U.S. government budget ends fiscal year with a more than $3 trillion deficit
The U.S. Capitol in Washington, D.C., on Tuesday, Aug. 4, 2020.
Amanda Andrade-Rhoades | Bloomberg | Getty Images
Efforts to combat the coronavirus pandemic left the U.S. government submerged in red ink as its fiscal year came to a close.
The final tally for the budget deficit in fiscal 2020 came to $3.13 trillion, more than triple last year’s shortfall of $984 billion and double the previous record of $1.4 trillion in 2009, courtesy of a stimulus package passed that year to battle the financial crisis.
Most of the damage to this year’s budget came due to the CARES Act, a $2.2 trillion spending package that included extra unemployment compensation to workers displaced during the pandemic and forgivable loans to business as an incentive to retain workers.

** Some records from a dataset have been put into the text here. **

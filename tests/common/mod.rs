use std::fs;
use std::path::PathBuf;
use std::sync::atomic::{AtomicUsize, Ordering};
use std::sync::Arc;

use tempfile::TempDir;

use leafscan::config::{AuthConfig, InferenceConfig};
use leafscan::error::Result;
use leafscan::pipeline::{MediaFile, PreviewMinter};
use leafscan::session::token_store::{MemoryTokenStore, StoredToken};
use leafscan::session::{HttpAuthClient, SessionManager};

#[allow(dead_code)]
pub fn temp_config_file(contents: &str) -> (TempDir, PathBuf) {
    let temp_dir = TempDir::new().expect("failed to create tempdir");
    let config_path = temp_dir.path().join("config.yaml");
    fs::write(&config_path, contents).expect("failed to write config file");
    (temp_dir, config_path)
}

/// Auth settings pointing at a mock server.
#[allow(dead_code)]
pub fn auth_config(base_url: &str) -> AuthConfig {
    AuthConfig {
        base_url: base_url.to_string(),
        timeout_seconds: 5,
    }
}

/// Inference settings pointing at `<base_url>/predict`.
#[allow(dead_code)]
pub fn inference_config(base_url: &str) -> InferenceConfig {
    InferenceConfig {
        predict_url: format!("{}/predict", base_url),
        timeout_seconds: 5,
    }
}

/// Session manager against `base_url`, optionally seeded with a stored token.
#[allow(dead_code)]
pub fn sessions_for(
    base_url: &str,
    token: Option<&str>,
) -> (SessionManager, Arc<MemoryTokenStore>) {
    let store = Arc::new(match token {
        Some(t) => MemoryTokenStore::with_token(StoredToken::bearer(t)),
        None => MemoryTokenStore::default(),
    });
    let client = HttpAuthClient::new(&auth_config(base_url)).expect("auth client");
    let manager = SessionManager::new(Arc::new(client), store.clone()).expect("session manager");
    (manager, store)
}

/// A small in-memory upload. The bytes are never decoded.
#[allow(dead_code)]
pub fn upload(name: &str) -> MediaFile {
    MediaFile::new(name, "image/jpeg", format!("fake-jpeg-{}", name).into_bytes())
}

/// Preview minter that only counts mints and releases.
#[allow(dead_code)]
#[derive(Debug, Default)]
pub struct CountingMinter {
    minted: AtomicUsize,
    released: AtomicUsize,
}

#[allow(dead_code)]
impl CountingMinter {
    pub fn minted(&self) -> usize {
        self.minted.load(Ordering::SeqCst)
    }

    pub fn released(&self) -> usize {
        self.released.load(Ordering::SeqCst)
    }
}

impl PreviewMinter for CountingMinter {
    fn mint(&self, file: &MediaFile) -> Result<String> {
        let n = self.minted.fetch_add(1, Ordering::SeqCst);
        Ok(format!("preview://{}/{}", n, file.name()))
    }

    fn release(&self, _uri: &str) {
        self.released.fetch_add(1, Ordering::SeqCst);
    }
}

Receipts for the year came to $3.42 trillion against outlays of $6.55 trillion, the biggest of which came during June when the government spent $1.1 trillion, according to the Treasury Department.
The fiscal year ended with government debt at just under $27 trillion, all but $6 trillion of which is held by the public.
The cost to service all that debt for the year came to $522.8 billion, which actually was the lowest total since 2017. Low government bond yields, helped in part by the Federal Reserve, helped keep debt service costs lower.